## Exercise instructions
Search the data for the word "with" and copy every line where it occurs.

-- Exercise material follows --

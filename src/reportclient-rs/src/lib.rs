//! reportclient Client Library
//!
//! HTTP client for the reporting API: one awaited POST per operation, with
//! the response mapped into typed values or a [`ClientError`].

mod actions;
mod client;
pub mod decode;

pub use client::ReportClient;
pub use reportclient_core::{
    keys, Action, ClientConfig, ExportFormat, GroupDetails, ImportErrorPolicy, ImportOperation,
    ImportResult, ImportType, LookupErrorPolicy, Params, PermissionInfo, PlanInfo, ProxyConfig,
    ProxyKind, ShareInfo,
};

#[derive(Debug, thiserror::Error)]
pub enum ClientError {
    /// The HTTP exchange itself failed (DNS, connect, TLS, timeout, local file)
    #[error("IO error for {action} (HTTP status {status:?}): {message}")]
    Transport {
        message: String,
        action: Action,
        status: Option<u16>,
    },

    /// The body could not be read as the expected JSON, even after unescaping
    #[error("Returned JSON format for {action} is not proper. Could possibly be version mismatch")]
    Parse { action: Action },

    /// The service answered with an error envelope
    #[error("Server error {code} for {action} (HTTP status {status}): {message}")]
    Server {
        code: i64,
        message: String,
        action: Action,
        status: u16,
    },

    #[error("Invalid client configuration: {0}")]
    Configuration(String),
}

impl ClientError {
    /// Action that was attempted, if the error came from an operation
    pub fn action(&self) -> Option<Action> {
        match self {
            ClientError::Transport { action, .. }
            | ClientError::Parse { action }
            | ClientError::Server { action, .. } => Some(*action),
            ClientError::Configuration(_) => None,
        }
    }

    /// Service error code, for branching on server-side failures
    pub fn code(&self) -> Option<i64> {
        match self {
            ClientError::Server { code, .. } => Some(*code),
            _ => None,
        }
    }

    pub fn http_status(&self) -> Option<u16> {
        match self {
            ClientError::Transport { status, .. } => *status,
            ClientError::Server { status, .. } => Some(*status),
            _ => None,
        }
    }
}

pub type Result<T> = std::result::Result<T, ClientError>;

-- Exercise material concluded --

## Task output
//! HTTP client for the reporting API: one awaited POST per operation, with
    /// The service answered with an error envelope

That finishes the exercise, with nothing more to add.